◆ EXERCISE PROMPT:
Every record must be copied exactly, from first line to last.

*** Opening DATA SECTION ***

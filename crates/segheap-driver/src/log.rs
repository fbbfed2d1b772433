use std::{fmt, sync::OnceLock};

macro_rules! log {
    ($level:expr, $($arg:tt)*) => {
        $crate::log::log($level, format_args!($($arg)*))
    };
}

macro_rules! trace {
    ($($arg:tt)*) => {
        log!($crate::log::LogLevel::Trace, $($arg)*)
    };
}

macro_rules! debug {
    ($($arg:tt)*) => {
        log!($crate::log::LogLevel::Debug, $($arg)*)
    };
}

macro_rules! info {
    ($($arg:tt)*) => {
        log!($crate::log::LogLevel::Info, $($arg)*)
    };
}

macro_rules! warn {
    ($($arg:tt)*) => {
        log!($crate::log::LogLevel::Warn, $($arg)*)
    };
}

macro_rules! error {
    ($($arg:tt)*) => {
        log!($crate::log::LogLevel::Error, $($arg)*)
    };
}

static MAX_LEVEL: OnceLock<LogLevel> = OnceLock::new();

/// Sets the most verbose level that is printed. Only the first call has an
/// effect.
pub fn init(level: LogLevel) {
    let _ = MAX_LEVEL.set(level);
}

pub fn enabled(level: LogLevel) -> bool {
    level >= MAX_LEVEL.get().copied().unwrap_or(LogLevel::Info)
}

pub fn log(level: LogLevel, message: fmt::Arguments) {
    if enabled(level) {
        eprintln!("{} {}", LevelFormat(level), message);
    }
}

#[derive(Debug, Clone, Copy, PartialEq, Eq, PartialOrd, Ord)]
pub enum LogLevel {
    Trace,
    Debug,
    Info,
    Warn,
    Error,
}

struct LevelFormat(LogLevel);

impl fmt::Display for LevelFormat {
    fn fmt(&self, f: &mut fmt::Formatter<'_>) -> fmt::Result {
        let color = match self.0 {
            LogLevel::Trace => 35,
            LogLevel::Debug => 34,
            LogLevel::Info => 32,
            LogLevel::Warn => 33,
            LogLevel::Error => 31,
        };
        let msg = match self.0 {
            LogLevel::Trace => "TRACE",
            LogLevel::Debug => "DEBUG",
            LogLevel::Info => " INFO",
            LogLevel::Warn => " WARN",
            LogLevel::Error => "ERROR",
        };
        write!(f, "\x1B[{color};1m{msg}\x1B[0m")
    }
}

#[cfg_attr(coverage_nightly, coverage(off))]
#[cfg(test)]
mod tests {
    use super::*;

    #[test]
    fn test_macros_expand_to_expressions() {
        let logged = |id: usize| match id {
            0 => trace!("id {id}"),
            1 => debug!("id {id}"),
            _ => error!("id {id}"),
        };
        for id in 0..3 {
            logged(id);
        }
        assert!(enabled(LogLevel::Error));
        assert!(!enabled(LogLevel::Trace));
    }
}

*** Closing DATA SECTION ***

◆ ANSWER TO THE EXERCISE:
filename crates/segheap-driver/src/log.rs
repository fbbfed2d1b772433
use std::{fmt, sync::OnceLock};

macro_rules! log {
    ($level:expr, $($arg:tt)*) => {
        $crate::log::log($level, format_args!($($arg)*))
    };
}

macro_rules! trace {
    ($($arg:tt)*) => {
        log!($crate::log::LogLevel::Trace, $($arg)*)
    };
}

macro_rules! debug {
    ($($arg:tt)*) => {
        log!($crate::log::LogLevel::Debug, $($arg)*)
    };
}

macro_rules! info {
    ($($arg:tt)*) => {
        log!($crate::log::LogLevel::Info, $($arg)*)
    };
}

macro_rules! warn {
    ($($arg:tt)*) => {
        log!($crate::log::LogLevel::Warn, $($arg)*)
    };
}

macro_rules! error {
    ($($arg:tt)*) => {
        log!($crate::log::LogLevel::Error, $($arg)*)
    };
}

static MAX_LEVEL: OnceLock<LogLevel> = OnceLock::new();

/// Sets the most verbose level that is printed. Only the first call has an
/// effect.
pub fn init(level: LogLevel) {
    let _ = MAX_LEVEL.set(level);
}

pub fn enabled(level: LogLevel) -> bool {
    level >= MAX_LEVEL.get().copied().unwrap_or(LogLevel::Info)
}

pub fn log(level: LogLevel, message: fmt::Arguments) {
    if enabled(level) {
        eprintln!("{} {}", LevelFormat(level), message);
    }
}

#[derive(Debug, Clone, Copy, PartialEq, Eq, PartialOrd, Ord)]
pub enum LogLevel {
    Trace,
    Debug,
    Info,
    Warn,
    Error,
}

struct LevelFormat(LogLevel);

impl fmt::Display for LevelFormat {
    fn fmt(&self, f: &mut fmt::Formatter<'_>) -> fmt::Result {
        let color = match self.0 {
            LogLevel::Trace => 35,
            LogLevel::Debug => 34,
            LogLevel::Info => 32,
            LogLevel::Warn => 33,
            LogLevel::Error => 31,
        };
        let msg = match self.0 {
            LogLevel::Trace => "TRACE",
            LogLevel::Debug => "DEBUG",
            LogLevel::Info => " INFO",
            LogLevel::Warn => " WARN",
            LogLevel::Error => "ERROR",
        };
        write!(f, "\x1B[{color};1m{msg}\x1B[0m")
    }
}

#[cfg_attr(coverage_nightly, coverage(off))]
#[cfg(test)]
mod tests {
    use super::*;

    #[test]
    fn test_macros_expand_to_expressions() {
        let logged = |id: usize| match id {
            0 => trace!("id {id}"),
            1 => debug!("id {id}"),
            _ => error!("id {id}"),
        };
        for id in 0..3 {
            logged(id);
        }
        assert!(enabled(LogLevel::Error));
        assert!(!enabled(LogLevel::Trace));
    }
}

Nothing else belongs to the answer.